Over the last 50 years, the landscape of American life has dramatically changed in many ways. Since 1970, the United States population has grown 1.27% on average per year. Using historical Census data, we looked at the concentration of that growth on our country.
Looking at the map, there is an obvious shift towards the coasts from the central U.S. and parts of the southeast. Unsurprisingly, cities like New Orleans have seen a decline, which is likely associated to flood damages after major hurricanes. There is also a significant decline in places like Memphis, Pittsburg, Detroit, and other major industrial towns as jobs have been outsourced overseas.
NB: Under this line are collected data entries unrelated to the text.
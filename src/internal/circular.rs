//! Circular dependency detection infrastructure.
//!
//! The resolution chain is a persistent linked list of frames owned by the
//! resolving call chain. Entering a key yields a new chain that shares its
//! parent frames; leaving is simply dropping it, so nothing can leak when a
//! resolution fails, panics or is cancelled.
//!
//! Chains only meet when one of them blocks on a cached provider that another
//! chain is building. Those waits are recorded in a process-wide wait graph;
//! a wait that would close a loop in it is reported as a cycle instead of
//! blocking.

use std::sync::atomic::{AtomicU64, Ordering};
use std::sync::Arc;

use crate::error::{DiError, DiResult};
use crate::key::Key;

/// Default upper bound on chain length.
pub(crate) const DEFAULT_MAX_DEPTH: usize = 1024;

struct Frame {
    key: Key,
    depth: usize,
    parent: Option<Arc<Frame>>,
}

static NEXT_CHAIN: AtomicU64 = AtomicU64::new(1);

/// Chains blocked on a build owned by another chain.
static WAITING: parking_lot::Mutex<Vec<Wait>> = parking_lot::const_mutex(Vec::new());

struct Wait {
    waiter: u64,
    owner: u64,
    key: Key,
}

/// Ordered list of keys currently being resolved within one call chain.
///
/// Every root chain gets a process-unique id, shared by all chains entered
/// from it.
#[derive(Clone)]
pub(crate) struct ResolutionChain {
    id: u64,
    head: Option<Arc<Frame>>,
}

impl Default for ResolutionChain {
    fn default() -> Self {
        Self {
            id: NEXT_CHAIN.fetch_add(1, Ordering::Relaxed),
            head: None,
        }
    }
}

impl ResolutionChain {
    /// Returns a chain with `key` pushed on top.
    ///
    /// Fails with `CircularDependency` when `key` is already in flight and with
    /// `DepthExceeded` when the chain is `max_depth` frames long.
    pub(crate) fn enter(&self, key: Key, max_depth: usize) -> DiResult<ResolutionChain> {
        if self.contains(&key) {
            let mut chain = self.keys();
            chain.push(key);
            return Err(DiError::CircularDependency { chain });
        }

        let depth = self.depth();
        if depth >= max_depth {
            return Err(DiError::DepthExceeded(depth));
        }

        Ok(ResolutionChain {
            id: self.id,
            head: Some(Arc::new(Frame {
                key,
                depth: depth + 1,
                parent: self.head.clone(),
            })),
        })
    }

    pub(crate) fn contains(&self, key: &Key) -> bool {
        self.frames().any(|frame| &frame.key == key)
    }

    pub(crate) fn depth(&self) -> usize {
        self.head.as_ref().map_or(0, |frame| frame.depth)
    }

    /// Keys in traversal order, outermost first.
    pub(crate) fn keys(&self) -> Vec<Key> {
        let mut keys: Vec<Key> = self.frames().map(|frame| frame.key).collect();
        keys.reverse();
        keys
    }

    /// Registers this chain as blocked on `key`, which `owner` is building.
    ///
    /// Fails with `CircularDependency` when `owner` is itself (transitively)
    /// waiting on this chain. The wait is removed when the guard drops.
    pub(crate) fn wait_for(&self, key: Key, owner: &ResolutionChain) -> DiResult<WaitGuard> {
        // sibling branches of one chain never wait on each other's keys
        if owner.id == self.id {
            return Ok(WaitGuard { waiter: None });
        }

        let mut waiting = WAITING.lock();
        let mut cycle = self.keys();
        let mut current = owner.id;
        for _ in 0..=waiting.len() {
            if current == self.id {
                return Err(DiError::CircularDependency { chain: cycle });
            }
            match waiting.iter().find(|wait| wait.waiter == current) {
                Some(wait) => {
                    cycle.push(wait.key);
                    current = wait.owner;
                }
                None => break,
            }
        }

        waiting.push(Wait {
            waiter: self.id,
            owner: owner.id,
            key,
        });
        Ok(WaitGuard { waiter: Some(self.id) })
    }

    /// Cycle error for a chain that re-entered a build `owner` started on the
    /// same thread through a detached resolution.
    pub(crate) fn reentered(&self, owner: &ResolutionChain) -> DiError {
        let mut chain = owner.keys();
        chain.extend(self.keys());
        DiError::CircularDependency { chain }
    }

    fn frames(&self) -> impl Iterator<Item = &Frame> {
        std::iter::successors(self.head.as_deref(), |frame| frame.parent.as_deref())
    }
}

/// Registration in the wait graph; removed on drop.
pub(crate) struct WaitGuard {
    waiter: Option<u64>,
}

impl Drop for WaitGuard {
    fn drop(&mut self) {
        if let Some(waiter) = self.waiter {
            let mut waiting = WAITING.lock();
            if let Some(pos) = waiting.iter().position(|wait| wait.waiter == waiter) {
                waiting.swap_remove(pos);
            }
        }
    }
}
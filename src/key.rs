//! Provider key types for the container.

use std::any::TypeId;
use std::fmt;

/// Key for provider storage and lookup.
///
/// Keys uniquely identify providers in the container. The `TypeId` drives
/// equality and hashing; the type name is carried along for diagnostics
/// only, which keeps error messages readable without paying for string
/// comparisons on the hot path.
///
/// Keys work for unsized types too, so an abstract `dyn Trait` can be a key
/// just like a concrete struct.
///
/// # Examples
///
/// ```rust
/// use ferrous_ioc::Key;
///
/// trait Repository: Send + Sync {}
///
/// let concrete = Key::of::<String>();
/// let abstract_key = Key::of::<dyn Repository>();
/// let named = Key::named::<u32>("http_port");
///
/// assert_eq!(concrete, Key::of::<String>());
/// assert_ne!(named, Key::of::<u32>());
/// assert_eq!(named.service_name(), Some("http_port"));
/// assert!(abstract_key.display_name().contains("Repository"));
/// ```
#[derive(Debug, Clone, Copy)]
pub enum Key {
    /// Unnamed key for a type (sized or `dyn Trait`).
    Type(TypeId, &'static str),
    /// Named key: the same type registered several times under different names.
    Named(TypeId, &'static str, &'static str),
}

impl Key {
    /// Key for the type `T`.
    #[inline(always)]
    pub fn of<T: ?Sized + 'static>() -> Self {
        Key::Type(TypeId::of::<T>(), std::any::type_name::<T>())
    }

    /// Key for the type `T` registered under `name`.
    #[inline(always)]
    pub fn named<T: ?Sized + 'static>(name: &'static str) -> Self {
        Key::Named(TypeId::of::<T>(), std::any::type_name::<T>(), name)
    }

    /// The type name for display.
    pub fn display_name(&self) -> &'static str {
        match self {
            Key::Type(_, name) => name,
            Key::Named(_, name, _) => name,
        }
    }

    /// The registration name for named keys, `None` otherwise.
    pub fn service_name(&self) -> Option<&'static str> {
        match self {
            Key::Type(_, _) => None,
            Key::Named(_, _, name) => Some(name),
        }
    }

    /// The `TypeId` of the instance type behind this key.
    pub fn type_id(&self) -> TypeId {
        match self {
            Key::Type(id, _) | Key::Named(id, _, _) => *id,
        }
    }
}

// TypeId-only comparison; the type name is diagnostics
impl PartialEq for Key {
    #[inline(always)]
    fn eq(&self, other: &Self) -> bool {
        match (self, other) {
            (Key::Type(a, _), Key::Type(b, _)) => a == b,
            (Key::Named(a, _, name_a), Key::Named(b, _, name_b)) => a == b && name_a == name_b,
            _ => false,
        }
    }
}

impl Eq for Key {}

impl std::hash::Hash for Key {
    #[inline(always)]
    fn hash<H: std::hash::Hasher>(&self, state: &mut H) {
        match self {
            Key::Type(id, _) => {
                0u8.hash(state);
                id.hash(state);
            }
            Key::Named(id, _, name) => {
                1u8.hash(state);
                id.hash(state);
                name.hash(state);
            }
        }
    }
}

impl fmt::Display for Key {
    fn fmt(&self, f: &mut fmt::Formatter<'_>) -> fmt::Result {
        match self {
            Key::Type(_, name) => f.write_str(name),
            Key::Named(_, name, service) => write!(f, "{}[{}]", name, service),
        }
    }
}

/// Shorthand for [`Key::of`].
#[inline(always)]
pub fn key_of_type<T: ?Sized + 'static>() -> Key {
    Key::of::<T>()
}
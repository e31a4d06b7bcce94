//! Container configuration.
//!
//! Options can be built in code, read from the environment, or (with the
//! `config` feature) deserialized with serde from whatever format the
//! application already uses.

use std::env;
use std::fmt;
use std::str::FromStr;

#[cfg(feature = "config")]
use serde::{Deserialize, Serialize};

use crate::error::{DiError, DiResult};
use crate::internal::DEFAULT_MAX_DEPTH;

/// Environment variable holding the duplicate registration policy.
pub const ENV_DUPLICATE_POLICY: &str = "FERROUS_IOC_DUPLICATE_POLICY";
/// Environment variable holding the maximum resolution depth.
pub const ENV_MAX_DEPTH: &str = "FERROUS_IOC_MAX_DEPTH";

/// What happens when a key is registered a second time.
#[derive(Debug, Clone, Copy, PartialEq, Eq, Default)]
#[cfg_attr(feature = "config", derive(Serialize, Deserialize))]
#[cfg_attr(feature = "config", serde(rename_all = "lowercase"))]
pub enum DuplicatePolicy {
    /// Overwrite the previous provider and log a warning.
    #[default]
    Warn,
    /// Overwrite silently.
    Replace,
    /// Keep the previous provider and fail with `AlreadyRegistered`.
    Reject,
}

impl fmt::Display for DuplicatePolicy {
    fn fmt(&self, f: &mut fmt::Formatter<'_>) -> fmt::Result {
        f.write_str(match self {
            DuplicatePolicy::Warn => "warn",
            DuplicatePolicy::Replace => "replace",
            DuplicatePolicy::Reject => "reject",
        })
    }
}

impl FromStr for DuplicatePolicy {
    type Err = DiError;

    fn from_str(s: &str) -> Result<Self, Self::Err> {
        match s.trim().to_ascii_lowercase().as_str() {
            "warn" => Ok(DuplicatePolicy::Warn),
            "replace" | "override" => Ok(DuplicatePolicy::Replace),
            "reject" | "error" => Ok(DuplicatePolicy::Reject),
            other => Err(DiError::construction::<DuplicatePolicy>(format!(
                "unknown duplicate policy '{}'",
                other
            ))),
        }
    }
}

/// Container-wide settings.
///
/// # Examples
///
/// ```
/// use ferrous_ioc::{Container, ContainerOptions, DiError, DuplicatePolicy};
///
/// let container = Container::with_options(ContainerOptions {
///     duplicate_policy: DuplicatePolicy::Reject,
///     ..ContainerOptions::default()
/// });
///
/// container.add_singleton(1u8).unwrap();
/// assert!(matches!(container.add_singleton(2u8), Err(DiError::AlreadyRegistered { .. })));
/// ```
#[derive(Debug, Clone, PartialEq, Eq)]
#[cfg_attr(feature = "config", derive(Serialize, Deserialize))]
#[cfg_attr(feature = "config", serde(default))]
pub struct ContainerOptions {
    /// Handling of duplicate registrations.
    pub duplicate_policy: DuplicatePolicy,
    /// Longest resolution chain allowed before failing with `DepthExceeded`.
    pub max_depth: usize,
}

impl Default for ContainerOptions {
    fn default() -> Self {
        Self {
            duplicate_policy: DuplicatePolicy::Warn,
            max_depth: DEFAULT_MAX_DEPTH,
        }
    }
}

impl ContainerOptions {
    /// Reads options from `FERROUS_IOC_DUPLICATE_POLICY` and
    /// `FERROUS_IOC_MAX_DEPTH`, falling back to defaults for unset variables.
    pub fn from_env() -> DiResult<Self> {
        Self::from_lookup(|name| env::var(name).ok())
    }

    pub(crate) fn from_lookup(lookup: impl Fn(&str) -> Option<String>) -> DiResult<Self> {
        let mut options = Self::default();

        if let Some(value) = lookup(ENV_DUPLICATE_POLICY) {
            options.duplicate_policy = value.parse()?;
        }

        if let Some(value) = lookup(ENV_MAX_DEPTH) {
            options.max_depth = value.trim().parse::<usize>().map_err(|e| {
                DiError::construction::<ContainerOptions>(format!("{}: {}", ENV_MAX_DEPTH, e))
            })?;
            if options.max_depth == 0 {
                return Err(DiError::construction::<ContainerOptions>(format!(
                    "{} must be at least 1",
                    ENV_MAX_DEPTH
                )));
            }
        }

        Ok(options)
    }
}

#[cfg(test)]
mod tests {
    use super::*;
    use std::collections::HashMap;

    fn lookup_from(pairs: &[(&str, &str)]) -> impl Fn(&str) -> Option<String> {
        let map: HashMap<String, String> = pairs
            .iter()
            .map(|(k, v)| (k.to_string(), v.to_string()))
            .collect();
        move |name| map.get(name).cloned()
    }

    #[test]
    fn test_defaults_when_unset() {
        let options = ContainerOptions::from_lookup(lookup_from(&[])).unwrap();
        assert_eq!(options, ContainerOptions::default());
        assert_eq!(options.max_depth, DEFAULT_MAX_DEPTH);
        assert_eq!(options.duplicate_policy, DuplicatePolicy::Warn);
    }

    #[test]
    fn test_values_are_parsed() {
        let options = ContainerOptions::from_lookup(lookup_from(&[
            (ENV_DUPLICATE_POLICY, " Reject "),
            (ENV_MAX_DEPTH, "64"),
        ]))
        .unwrap();

        assert_eq!(options.duplicate_policy, DuplicatePolicy::Reject);
        assert_eq!(options.max_depth, 64);
    }

    #[test]
    fn test_invalid_values_fail() {
        assert!(ContainerOptions::from_lookup(lookup_from(&[(ENV_DUPLICATE_POLICY, "sometimes")])).is_err());
        assert!(ContainerOptions::from_lookup(lookup_from(&[(ENV_MAX_DEPTH, "deep")])).is_err());
        assert!(ContainerOptions::from_lookup(lookup_from(&[(ENV_MAX_DEPTH, "0")])).is_err());
    }

    #[test]
    fn test_policy_display_round_trip() {
        for policy in [DuplicatePolicy::Warn, DuplicatePolicy::Replace, DuplicatePolicy::Reject] {
            assert_eq!(policy.to_string().parse::<DuplicatePolicy>().unwrap(), policy);
        }
    }

    #[cfg(feature = "config")]
    #[test]
    fn test_serde_options() {
        let options: ContainerOptions =
            serde_json::from_str(r#"{ "duplicate_policy": "reject" }"#).unwrap();
        assert_eq!(options.duplicate_policy, DuplicatePolicy::Reject);
        assert_eq!(options.max_depth, DEFAULT_MAX_DEPTH);
    }
}
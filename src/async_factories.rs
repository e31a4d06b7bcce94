//! Async factory support.
//!
//! Providers registered through [`Container::register_async`](crate::Container::register_async)
//! build their instance asynchronously (connection handshakes, remote
//! configuration, warm-up). They can only be resolved from the async path;
//! a synchronous resolve fails with
//! [`DiError::AsyncProviderInSyncContext`](crate::DiError::AsyncProviderInSyncContext).

use std::future::Future;
use std::sync::Arc;

use async_trait::async_trait;

use crate::container::ResolverContext;
use crate::error::DiResult;
use crate::internal::BoxFuture;
use crate::registration::{erase, AnyArc, AsyncCtor};

/// Trait for factories that create instances asynchronously.
///
/// # Examples
///
/// ```
/// use ferrous_ioc::{AsyncFactory, Container, DiResult, Lifetime, Resolver, ResolverContext};
/// use async_trait::async_trait;
/// use std::sync::Arc;
///
/// struct DatabasePool {
///     url: String,
/// }
///
/// struct PoolFactory {
///     url: String,
/// }
///
/// #[async_trait]
/// impl AsyncFactory<DatabasePool> for PoolFactory {
///     async fn create(&self, _ctx: ResolverContext) -> DiResult<Arc<DatabasePool>> {
///         tokio::task::yield_now().await;
///         Ok(Arc::new(DatabasePool { url: self.url.clone() }))
///     }
/// }
///
/// # #[tokio::main]
/// # async fn main() {
/// let container = Container::new();
/// container
///     .register_async::<DatabasePool, _>(Lifetime::Singleton, PoolFactory {
///         url: "postgres://localhost".to_string(),
///     })
///     .unwrap();
///
/// let pool = container.resolve_async::<DatabasePool>().await.unwrap();
/// assert_eq!(pool.url, "postgres://localhost");
/// assert!(container.resolve::<DatabasePool>().is_err());
/// # }
/// ```
#[async_trait]
pub trait AsyncFactory<T: ?Sized + Send + Sync + 'static>: Send + Sync + 'static {
    /// Creates a new instance.
    ///
    /// `ctx` continues the caller's resolution chain; use it to resolve the
    /// instance's own dependencies.
    async fn create(&self, ctx: ResolverContext) -> DiResult<Arc<T>>;
}

#[async_trait]
impl<T, F, Fut> AsyncFactory<T> for F
where
    T: ?Sized + Send + Sync + 'static,
    F: Fn(ResolverContext) -> Fut + Send + Sync + 'static,
    Fut: Future<Output = DiResult<Arc<T>>> + Send,
{
    async fn create(&self, ctx: ResolverContext) -> DiResult<Arc<T>> {
        self(ctx).await
    }
}

pub(crate) fn into_ctor<T, F>(factory: F) -> AsyncCtor
where
    T: ?Sized + Send + Sync + 'static,
    F: AsyncFactory<T>,
{
    let factory = Arc::new(factory);
    Arc::new(move |ctx: ResolverContext| -> BoxFuture<'static, DiResult<AnyArc>> {
        let factory = factory.clone();
        Box::pin(async move { factory.create(ctx).await.map(erase) })
    })
}

/// Builds an async factory from an async block yielding an `Arc<T>`.
///
/// # Examples
///
/// ```
/// use ferrous_ioc::{async_factory, Container, Lifetime, Resolver};
/// use std::sync::Arc;
///
/// # #[tokio::main]
/// # async fn main() {
/// let container = Container::new();
/// container
///     .register_async::<String, _>(
///         Lifetime::Singleton,
///         async_factory!(|_ctx| async { Arc::new("ready".to_string()) }),
///     )
///     .unwrap();
///
/// assert_eq!(*container.resolve_async::<String>().await.unwrap(), "ready");
/// # }
/// ```
#[macro_export]
macro_rules! async_factory {
    (|$ctx:ident| async $body:block) => {
        move |$ctx: $crate::ResolverContext| async move { Ok::<_, $crate::DiError>($body) }
    };
}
If you look closely at the map, you will notice that there are a few metropolitan areas that saw a dramatic shift from downtown living to suburban lifestyles. Atlanta, Dallas/Fort Worth, Houston, Kansas City and Denver all show areas of significant growth in the surrounding suburbs, with a decline of those living in the city. All of these areas have seen increases in job growth over the last 50 years, but the cost of living in the city center is often prohibitive for young families, leading to suburban growth.
As more people begin to work remotely and are no longer required to be in a physical office, it will be interesting to look at this again in another 10 years as we see the long term effects of the COVID-19 pandemic on our country. Given the option, will people take the opportunity to move to a more rural, and often less expensive area of the country?